Saturday, June 02, 2012

World War Two revisited

I saw an interesting argument on a bulletin board the other day that had two guys making the following comments:
We *&%*&% saved the world in WW2, next time some European country goes bat shit crazy and you've all got your balls on the chopping block we will be the only one to call
 The response to this was a profanity filled no to which the original poster commented:
Name a single country that had the power to take over germany, besides the united states. Great Britian was on the verge of surrendering, the soviet unions 2 greatest cities were under seige, and any other country barely has an army.
The response was this:
Lol in the case of U.S vs The Third Reich the Third Reich would've won. Without a doubt. It's a fact that the German army at that time period could totally butt rape anyone they wanted too. I don't like saying it, but it's true.
Germany had better technology (even though the american technology was easily the most advanced amongst the allies), better trained and motivated soldiers and a better society.
Without America, the allies would've been ^%amp;amp;$. Yes. But it's vice versa too.
The conversation devolved into a  name calling contest but the original exchange is a bit interesting.  Are these guys right?  Did the United States save the world?

To start the conversation I thought I'd come up with a few arbitrary categories for comparison for discussion for the main combatants.

Allies Prep Mil Pop Resource Tech Prod
United States 1 3 7 9 6 9
USSR 3 1 9 9 2 4
Great Britain 6 6 3 3 7 5
France 5 5 3 3 5 4


 Axis  Prep Mil Pop Resource Tech Prod
Germany 8 9 4 4 9 6
Italy 7 2 3 3 3 3
Japan 8 7 4 1 4 4

France
At the start of the war this is no doubt that Germany had the most preparation and the best trained military in the world.  At the beginning of the war they faced the combined military of France and Great Btitain through superior tactics quickly forced the British from the continent.  That allowed them to take on the French alone and quickly force them from the war.  This step alone gave the Germans a huge advantage as they controlled all the land in Western Europe from the Arctic Circle to Gibraltar.

Great Britain
The British were isolated on their island and there is no way the British with their small population and lack of natural resources could have ever done much damage to Germany's 'Fortress Europe'.  In fact imagine if the war was just Britain vs Germany.  Do you think that the war in northern Africa would have had the same outcome?  While it is true that the British ruled the seas, the Germans ruled the air and as the war in the Pacific showed, airpower wins over naval forces.  All it would have taken was for them to invade a few key locations, especially Gibraltar and Malta, and the Mediterranean would have soon been a German lake.  That would have opened up the Middle East all the way to the Persian Gulf.  One key thing this would have done is make it difficult for British bombers to hit at the German industry or raw materials like the oil fields in Ploiesti, Romania.  If the war was left to the British alone, the whole continent would be speaking German today.

USSR
There is no doubt the dumbest thing Hitler did in the entire war was invade the Soviet Union.  He saw the biggest problem facing Germany was they didn't have room to grow and he saw the great Russian plains as an ideal place for expansion.

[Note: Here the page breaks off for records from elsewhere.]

//! Color math utilities
//!
//! Handles hex parsing and formatting, WCAG relative luminance and contrast
//! ratios, and HSL-based harmonic variants (complementary, triadic).

use std::fmt;
use std::str::FromStr;

use serde::{Deserialize, Serialize};

use crate::error::{PaletteError, Result};

/// Linearization threshold for sRGB channels (WCAG 2.x).
const LINEAR_THRESHOLD: f64 = 0.03928;

/// A 24-bit RGB color.
///
/// The canonical external form is `#rrggbb`, lowercase and zero-padded, which
/// is what `Display` and serde produce.
#[derive(Debug, Clone, Copy, PartialEq, Eq, Hash, Default, Serialize, Deserialize)]
#[serde(try_from = "String", into = "String")]
pub struct Color {
    pub r: u8,
    pub g: u8,
    pub b: u8,
}

impl Color {
    pub const BLACK: Self = Self::new(0, 0, 0);
    pub const WHITE: Self = Self::new(255, 255, 255);

    /// Create a new color from its channels.
    pub const fn new(r: u8, g: u8, b: u8) -> Self {
        Self { r, g, b }
    }

    /// Parse `#rrggbb`, `rrggbb` or `#rgb` (any case, surrounding whitespace ignored).
    pub fn from_hex(s: &str) -> Result<Self> {
        let trimmed = s.trim();
        let hex = trimmed.strip_prefix('#').unwrap_or(trimmed);
        let invalid = || PaletteError::InvalidColor(s.to_string());

        if !hex.bytes().all(|b| b.is_ascii_hexdigit()) {
            return Err(invalid());
        }

        let channel = |range: std::ops::Range<usize>| {
            hex.get(range)
                .and_then(|part| u8::from_str_radix(part, 16).ok())
                .ok_or_else(invalid)
        };

        match hex.len() {
            6 => Ok(Self::new(channel(0..2)?, channel(2..4)?, channel(4..6)?)),
            // #rgb shorthand: each nibble is doubled (f -> ff)
            3 => Ok(Self::new(
                channel(0..1)? * 17,
                channel(1..2)? * 17,
                channel(2..3)? * 17,
            )),
            _ => Err(invalid()),
        }
    }

    /// Canonical `#rrggbb` string.
    pub fn to_hex(self) -> String {
        self.to_string()
    }

    pub const fn to_array(self) -> [u8; 3] {
        [self.r, self.g, self.b]
    }

    /// WCAG relative luminance (0.0 for black to 1.0 for white).
    pub fn relative_luminance(self) -> f64 {
        let linear = |c: u8| {
            let c = f64::from(c) / 255.0;
            if c <= LINEAR_THRESHOLD {
                c / 12.92
            } else {
                ((c + 0.055) / 1.055).powf(2.4)
            }
        };
        0.2126 * linear(self.r) + 0.7152 * linear(self.g) + 0.0722 * linear(self.b)
    }

    /// Convert to HSL. Achromatic colors report hue 0.
    pub fn to_hsl(self) -> Hsl {
        let (h, s, l) = rgb_to_hsl(self.r, self.g, self.b);
        Hsl {
            h: h * 360.0,
            s,
            l,
        }
    }

    /// Convert from HSL. Hue is taken modulo 360.
    pub fn from_hsl(hsl: Hsl) -> Self {
        let (r, g, b) = hsl_to_rgb(
            hsl.h.rem_euclid(360.0) / 360.0,
            hsl.s.clamp(0.0, 1.0),
            hsl.l.clamp(0.0, 1.0),
        );
        Self::new(r, g, b)
    }
}

impl fmt::Display for Color {
    fn fmt(&self, f: &mut fmt::Formatter<'_>) -> fmt::Result {
        write!(f, "#{:02x}{:02x}{:02x}", self.r, self.g, self.b)
    }
}

impl FromStr for Color {
    type Err = PaletteError;

    fn from_str(s: &str) -> Result<Self> {
        Self::from_hex(s)
    }
}

impl TryFrom<String> for Color {
    type Error = PaletteError;

    fn try_from(s: String) -> Result<Self> {
        Self::from_hex(&s)
    }
}

impl From<Color> for String {
    fn from(color: Color) -> Self {
        color.to_string()
    }
}

impl From<(u8, u8, u8)> for Color {
    fn from((r, g, b): (u8, u8, u8)) -> Self {
        Self::new(r, g, b)
    }
}

impl From<[u8; 3]> for Color {
    fn from([r, g, b]: [u8; 3]) -> Self {
        Self::new(r, g, b)
    }
}

/// Hue (degrees, `[0, 360)`), saturation and lightness (`[0, 1]`).
#[derive(Debug, Clone, Copy, PartialEq)]
pub struct Hsl {
    pub h: f64,
    pub s: f64,
    pub l: f64,
}

impl Hsl {
    /// Rotate the hue by `degrees`, wrapping into `[0, 360)`.
    #[must_use]
    pub fn rotate(self, degrees: f64) -> Self {
        Self {
            h: (self.h + degrees).rem_euclid(360.0),
            ..self
        }
    }
}

/// Harmonic variants derived from a single source color.
#[derive(Debug, Clone, Copy, PartialEq, Eq, Serialize)]
pub struct Variants {
    pub complementary: Color,
    pub triadic: [Color; 2],
}

/// Map a byte triple to its canonical color.
pub fn rgb_to_hex(rgb: (u8, u8, u8)) -> Color {
    Color::from(rgb)
}

/// WCAG relative luminance of `color`.
pub fn relative_luminance(color: Color) -> f64 {
    color.relative_luminance()
}

/// WCAG contrast ratio, `(L_lighter + 0.05) / (L_darker + 0.05)`, in `[1, 21]`.
pub fn contrast_ratio(a: Color, b: Color) -> f64 {
    let la = a.relative_luminance();
    let lb = b.relative_luminance();
    let lighter = la.max(lb);
    let darker = la.min(lb);
    (lighter + 0.05) / (darker + 0.05)
}

/// Render a contrast ratio the way the UI shows it (`x.xx`).
pub fn format_ratio(ratio: f64) -> String {
    format!("{ratio:.2}")
}

/// Complementary (+180°) and triadic (+120°, +240°) variants.
///
/// Grays have no hue; they are treated as hue 0 and so map onto themselves.
pub fn generate_variants(color: Color) -> Variants {
    let hsl = color.to_hsl();
    Variants {
        complementary: Color::from_hsl(hsl.rotate(180.0)),
        triadic: [
            Color::from_hsl(hsl.rotate(120.0)),
            Color::from_hsl(hsl.rotate(240.0)),
        ],
    }
}

/// Black or white, whichever reads better on `background`.
pub fn best_text_color(background: Color) -> Color {
    if contrast_ratio(background, Color::BLACK) >= contrast_ratio(background, Color::WHITE) {
        Color::BLACK
    } else {
        Color::WHITE
    }
}

/// Convert RGB to HSL (all components in `[0, 1]`)
#[allow(clippy::many_single_char_names)]
fn rgb_to_hsl(r: u8, g: u8, b: u8) -> (f64, f64, f64) {
    let r = f64::from(r) / 255.0;
    let g = f64::from(g) / 255.0;
    let b = f64::from(b) / 255.0;

    let max = r.max(g).max(b);
    let min = r.min(g).min(b);
    let l = f64::midpoint(max, min);

    if (max - min).abs() < f64::EPSILON {
        return (0.0, 0.0, l);
    }

    let d = max - min;
    let s = if l > 0.5 {
        d / (2.0 - max - min)
    } else {
        d / (max + min)
    };

    let h = if (max - r).abs() < f64::EPSILON {
        (g - b) / d + if g < b { 6.0 } else { 0.0 }
    } else if (max - g).abs() < f64::EPSILON {
        (b - r) / d + 2.0
    } else {
        (r - g) / d + 4.0
    };

    (h / 6.0, s, l)
}

/// Convert HSL (all components in `[0, 1]`) to RGB
#[allow(clippy::many_single_char_names)]
fn hsl_to_rgb(h: f64, s: f64, l: f64) -> (u8, u8, u8) {
    if s.abs() < f64::EPSILON {
        let v = unit_to_byte(l);
        return (v, v, v);
    }

    let q = if l < 0.5 {
        l * (1.0 + s)
    } else {
        l.mul_add(-s, l + s)
    };
    let p = 2.0f64.mul_add(l, -q);

    (
        unit_to_byte(hue_to_rgb(p, q, h + 1.0 / 3.0)),
        unit_to_byte(hue_to_rgb(p, q, h)),
        unit_to_byte(hue_to_rgb(p, q, h - 1.0 / 3.0)),
    )
}

fn hue_to_rgb(p: f64, q: f64, mut t: f64) -> f64 {
    if t < 0.0 {
        t += 1.0;
    }
    if t > 1.0 {
        t -= 1.0;
    }

    if t < 1.0 / 6.0 {
        return ((q - p) * 6.0).mul_add(t, p);
    }
    if t < 1.0 / 2.0 {
        return q;
    }
    if t < 2.0 / 3.0 {
        return ((q - p) * (2.0 / 3.0 - t)).mul_add(6.0, p);
    }
    p
}

/// The cast is safe because we clamp to [0, 255] before converting.
#[allow(clippy::cast_possible_truncation, clippy::cast_sign_loss)]
fn unit_to_byte(v: f64) -> u8 {
    (v * 255.0).round().clamp(0.0, 255.0) as u8
}

#[cfg(test)]
#[allow(
    clippy::unwrap_used,
    clippy::expect_used,
    clippy::indexing_slicing,
    clippy::float_cmp,
    clippy::panic
)]
mod tests {
    use super::*;
    use test_case::test_case;

    fn hex(s: &str) -> Color {
        Color::from_hex(s).unwrap()
    }

    fn close(a: Color, b: Color, tolerance: u8) -> bool {
        a.r.abs_diff(b.r) <= tolerance
            && a.g.abs_diff(b.g) <= tolerance
            && a.b.abs_diff(b.b) <= tolerance
    }

    #[test_case((255, 255, 255), "#ffffff" ; "white")]
    #[test_case((0, 0, 0), "#000000" ; "black")]
    #[test_case((1, 2, 3), "#010203" ; "zero padded")]
    #[test_case((171, 205, 239), "#abcdef" ; "lowercase")]
    fn test_rgb_to_hex(rgb: (u8, u8, u8), expected: &str) {
        assert_eq!(rgb_to_hex(rgb).to_hex(), expected);
    }

    #[test_case("#FF8040", Color::new(255, 128, 64) ; "uppercase with hash")]
    #[test_case("ff8040", Color::new(255, 128, 64) ; "without hash")]
    #[test_case("  #ff8040 ", Color::new(255, 128, 64) ; "surrounding whitespace")]
    #[test_case("#f80", Color::new(255, 136, 0) ; "shorthand")]
    fn test_parse(input: &str, expected: Color) {
        assert_eq!(Color::from_hex(input).unwrap(), expected);
    }

    #[test_case("" ; "empty")]
    #[test_case("#12345" ; "five digits")]
    #[test_case("#gg0000" ; "non hex")]
    #[test_case("#+f0000" ; "sign prefix")]
    #[test_case("rgb(1, 2, 3)" ; "css function")]
    fn test_parse_rejects(input: &str) {
        let err = Color::from_hex(input).unwrap_err();
        assert!(matches!(err, PaletteError::InvalidColor(_)));
    }

    #[test]
    fn test_luminance_extremes() {
        assert!(Color::BLACK.relative_luminance().abs() < 1e-12);
        assert!((Color::WHITE.relative_luminance() - 1.0).abs() < 1e-12);
    }

    #[test]
    fn test_luminance_low_channel_uses_linear_segment() {
        // 10/255 = 0.0392 sits just under the 0.03928 threshold
        let expected = 0.2126 * (10.0 / 255.0 / 12.92);
        assert!((hex("#0a0000").relative_luminance() - expected).abs() < 1e-12);
    }

    #[test]
    fn test_contrast_black_white() {
        let ratio = contrast_ratio(Color::BLACK, Color::WHITE);
        assert!((ratio - 21.0).abs() < 1e-9);
        assert_eq!(format_ratio(ratio), "21.00");
    }

    #[test]
    fn test_contrast_same_color_is_one() {
        let c = hex("#3b82f6");
        assert!((contrast_ratio(c, c) - 1.0).abs() < 1e-12);
        assert_eq!(format_ratio(contrast_ratio(c, c)), "1.00");
    }

    #[test]
    fn test_contrast_known_value() {
        // #777777 on white is the classic 4.48:1 near-miss
        assert_eq!(format_ratio(contrast_ratio(hex("#777777"), Color::WHITE)), "4.48");
    }

    #[test]
    fn test_variants_red() {
        let v = generate_variants(hex("#ff0000"));
        assert!(close(v.complementary, hex("#00ffff"), 2), "{}", v.complementary);
        assert!(close(v.triadic[0], hex("#00ff00"), 2), "{}", v.triadic[0]);
        assert!(close(v.triadic[1], hex("#0000ff"), 2), "{}", v.triadic[1]);
    }

    #[test]
    fn test_variants_gray_is_total() {
        let gray = hex("#808080");
        let v = generate_variants(gray);
        assert_eq!(v.complementary, gray);
        assert_eq!(v.triadic, [gray, gray]);
    }

    #[test]
    fn test_hsl_rotation_wraps() {
        let hsl = Hsl {
            h: 300.0,
            s: 1.0,
            l: 0.5,
        };
        assert!((hsl.rotate(120.0).h - 60.0).abs() < 1e-9);
        assert!((hsl.rotate(-360.0).h - 300.0).abs() < 1e-9);
    }

    #[test]
    fn test_hsl_round_trip_primary() {
        let blue = hex("#0000ff");
        let hsl = blue.to_hsl();
        assert!((hsl.h - 240.0).abs() < 1e-9);
        assert_eq!(Color::from_hsl(hsl), blue);
    }

    #[test]
    fn test_best_text_color() {
        assert_eq!(best_text_color(hex("#111827")), Color::WHITE);
        assert_eq!(best_text_color(hex("#fde68a")), Color::BLACK);
    }

    #[test]
    fn test_serde_as_hex_string() {
        let json = serde_json::to_string(&hex("#0A0B0C")).unwrap();
        assert_eq!(json, "\"#0a0b0c\"");
        let back: Color = serde_json::from_str("\"#0a0b0c\"").unwrap();
        assert_eq!(back, Color::new(10, 11, 12));
        assert!(serde_json::from_str::<Color>("\"nope\"").is_err());
    }
}
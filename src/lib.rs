//! colorpalette - five-color palettes for the web
//!
//! Derives palettes from images or randomness and exports them, via
//! WebAssembly for the browser front end:
//! - Dominant-color extraction (median cut) from PNG, JPEG and WebP
//! - WCAG contrast ratios and complementary/triadic variants
//! - CSS custom property and Tailwind config exports
//!
//! # Usage (JavaScript)
//!
//! ```javascript
//! import init, { PaletteApp } from 'colorpalette';
//! await init();
//! const app = new PaletteApp();
//! app.set_on_change(({ palette, selected }) => render(palette, selected));
//! await app.extract(new Uint8Array(await file.arrayBuffer()));
//! await app.copy_css();
//! ```
//!
//! # Usage (Rust)
//!
//! ```rust
//! use colorpalette::{PaletteConfig, RngEntropy, Session};
//!
//! let session = Session::new(PaletteConfig::default(), RngEntropy::seeded(1)).unwrap();
//! session.randomize();
//! assert_eq!(session.selected(), session.palette().first());
//! println!("{}", session.export_css());
//! ```

pub mod color;
pub mod config;
pub mod error;
pub mod extract;
pub mod notify;
pub mod palette;
pub mod quantize;
pub mod random;
pub mod session;
pub mod store;

// Browser bindings
#[cfg(target_arch = "wasm32")]
pub mod web;

pub use color::{Color, Variants};
pub use config::{PaletteConfig, StalePolicy};
pub use error::{PaletteError, Result};
pub use extract::PaletteExtractor;
pub use palette::{Palette, PALETTE_SIZE, PLACEHOLDER};
pub use random::{EntropySource, RngEntropy, SequenceEntropy};
pub use session::{PendingExtraction, PreviewMode, Session, Theme};
pub use store::{Observers, PaletteState, PaletteStore, PaletteSummary};

#[cfg(target_arch = "wasm32")]
pub use web::PaletteApp;

use wasm_bindgen::prelude::*;

/// Get the library version
#[must_use]
#[wasm_bindgen]
pub fn version() -> String {
    env!("CARGO_PKG_VERSION").to_string()
}
//! Color conversion, WCAG contrast and harmonic variant tests
//!
//! Covers the public color helpers the UI relies on:
//! - `rgb_to_hex`: canonical lowercase `#rrggbb`
//! - `contrast_ratio`: symmetric, bounded to `[1, 21]`
//! - `generate_variants`: complementary and triadic hue rotations
#![allow(
    clippy::unwrap_used,
    clippy::expect_used,
    clippy::indexing_slicing,
    clippy::float_cmp,
    clippy::panic,
    clippy::cast_possible_truncation
)]

mod common;

use colorpalette::color::{
    best_text_color, contrast_ratio, format_ratio, generate_variants, rgb_to_hex,
};
use colorpalette::Color;
use common::*;
use test_case::test_case;

fn assert_close(actual: Color, expected: Color) {
    let near = actual
        .to_array()
        .iter()
        .zip(expected.to_array())
        .all(|(a, e)| a.abs_diff(e) <= 2);
    assert!(near, "expected ~{expected}, got {actual}");
}

/// A coarse lattice over the RGB cube (6 levels per channel).
fn lattice() -> Vec<Color> {
    let levels = [0u8, 51, 102, 153, 204, 255];
    let mut out = Vec::new();
    for r in levels {
        for g in levels {
            for b in levels {
                out.push(Color::new(r, g, b));
            }
        }
    }
    out
}

// =============================================================================
// rgb_to_hex
// =============================================================================

#[test_case((255, 0, 0), "#ff0000"; "red")]
#[test_case((0, 0, 0), "#000000"; "black")]
#[test_case((1, 2, 3), "#010203"; "zero padded")]
#[test_case((171, 205, 239), "#abcdef"; "lowercase")]
fn test_rgb_to_hex(rgb: (u8, u8, u8), expected: &str) {
    assert_eq!(rgb_to_hex(rgb).to_hex(), expected);
}

#[test]
fn test_rgb_to_hex_always_canonical() {
    for color in lattice() {
        let hex = rgb_to_hex((color.r, color.g, color.b)).to_hex();
        assert!(is_canonical_hex(&hex), "{hex}");
        assert_eq!(Color::from_hex(&hex).unwrap(), color);
    }
}

// =============================================================================
// contrast_ratio
// =============================================================================

#[test]
fn test_contrast_black_white() {
    assert_eq!(format_ratio(contrast_ratio(Color::BLACK, Color::WHITE)), "21.00");
    assert_eq!(format_ratio(contrast_ratio(Color::WHITE, Color::BLACK)), "21.00");
}

#[test]
fn test_contrast_identical_is_one() {
    for color in [RED, BLUE, hex("#777777"), Color::WHITE] {
        assert!((contrast_ratio(color, color) - 1.0).abs() < 1e-12);
    }
}

#[test]
fn test_contrast_gray_on_white() {
    assert_eq!(format_ratio(contrast_ratio(hex("#777777"), Color::WHITE)), "4.48");
}

#[test]
fn test_contrast_symmetric_and_bounded() {
    let colors = lattice();
    for &a in &colors {
        for &b in colors.iter().step_by(7) {
            let ab = contrast_ratio(a, b);
            let ba = contrast_ratio(b, a);
            assert!((ab - ba).abs() < 1e-12, "{a} vs {b}");
            assert!((1.0..=21.0 + 1e-9).contains(&ab), "{a} vs {b}: {ab}");
        }
    }
}

#[test]
fn test_best_text_color() {
    assert_eq!(best_text_color(hex("#111111")), Color::WHITE);
    assert_eq!(best_text_color(hex("#fafafa")), Color::BLACK);
    assert_eq!(best_text_color(hex("#e5e7eb")), Color::BLACK);
}

// =============================================================================
// generate_variants
// =============================================================================

#[test_case("#ff0000", "#00ffff", "#00ff00", "#0000ff"; "red")]
#[test_case("#00ff00", "#ff00ff", "#0000ff", "#ff0000"; "green")]
#[test_case("#0000ff", "#ffff00", "#ff0000", "#00ff00"; "blue")]
fn test_variants_of_primaries(source: &str, comp: &str, tri_a: &str, tri_b: &str) {
    let variants = generate_variants(hex(source));
    assert_close(variants.complementary, hex(comp));
    assert_close(variants.triadic[0], hex(tri_a));
    assert_close(variants.triadic[1], hex(tri_b));
}

#[test]
fn test_variants_of_gray_are_gray() {
    for gray in grays().iter() {
        let variants = generate_variants(gray);
        assert_close(variants.complementary, gray);
        assert_close(variants.triadic[0], gray);
        assert_close(variants.triadic[1], gray);
    }
}

#[test]
fn test_variants_keep_lightness() {
    let source = hex("#3366cc");
    let l = source.to_hsl().l;
    let variants = generate_variants(source);
    for v in [variants.complementary, variants.triadic[0], variants.triadic[1]] {
        assert!((v.to_hsl().l - l).abs() < 0.02, "{v}");
    }
}

#[test]
fn test_complement_of_complement_returns() {
    for color in lattice().into_iter().step_by(5) {
        let back = generate_variants(generate_variants(color).complementary).complementary;
        assert_close(back, color);
    }
}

He is supposed to have said, 'Everything I undertake is directed against the Russians. If the West is too stupid and blind to grasp this, then I shall be compelled to come to an agreement with the Russians, beat the West and then after their defeat turn against the Soviet Union with all my forces. I need the Ukraine so that they can't starve us out, as happened in the last war.'  The issue is it would have taken years to offset the resources needed to invade the USSR with any potential gains. If he had waited five or ten years once he stabilized the situation in the rest of Europe it would have been much different. In his defense he assumed that Great Britain was no longer a threat and the United States would stay out of the conflict. When that didn't happen he had spelled his own doom.

In any event,  the Germans launched the largest invasion of the war in June 1941.  Within months the Germans had 150 divisions marching deeper and deeper into Soviet territory.  The German army that marched into the Soviet Union was unmatched by any force in history to that point.  Their reletively few casualties in the war in France, Norway and the Balkans gave them a well trained army led by some of the most able commanders of their time.  To give you an idea of the size of the German army, it totalled about 200 divisions at the time, and the ones not in the USSR were sitting along the Atlantic coast as a safeguard against invasion.  Over the next two years the German army actually grew to almost 300 divisions.  They were able to do this by conscripting the young, the old, and by accepting troops from countries in Southeast Europe.  As the losses on the Eastern front mounted, the quality of the German Army declined as more and more soldiers were fed into the Russian meat grinder.

The Russians were used to this kind of warfare.  Life in the Soviet Union was hard and one of the biggest obstacles was their leader Josef Stalin.  In the early 30s the Russian Army was on par with the rest of the world technologically and with their large population had a formidable force.  Stalin was well aware that Germany and Japan were threats to his country but instead of working to modernize the army like Hitler, he instead chose to decimate it during the purges meant to root out traitors.  In 1937-8, 3 of 5 marshals, 13 of 15 army commanders, eight of nine admirals, 50 of 57 army corps commanders, 154 out of 186 division commanders, 16 of 16 army commissars, and 25 of 28 army corps commissars were removed from their posts and most were killed. It is estimated that 30% of lower level Russian officers were removed from their posts during this time though many were reinstated in the years after the start of the war.  Stalin's reasoning is he wanted a force loyal to him when war came but the immediate effect was to drastically reduce the readiness of his army.  When the war started, this inexperience would prove deadly.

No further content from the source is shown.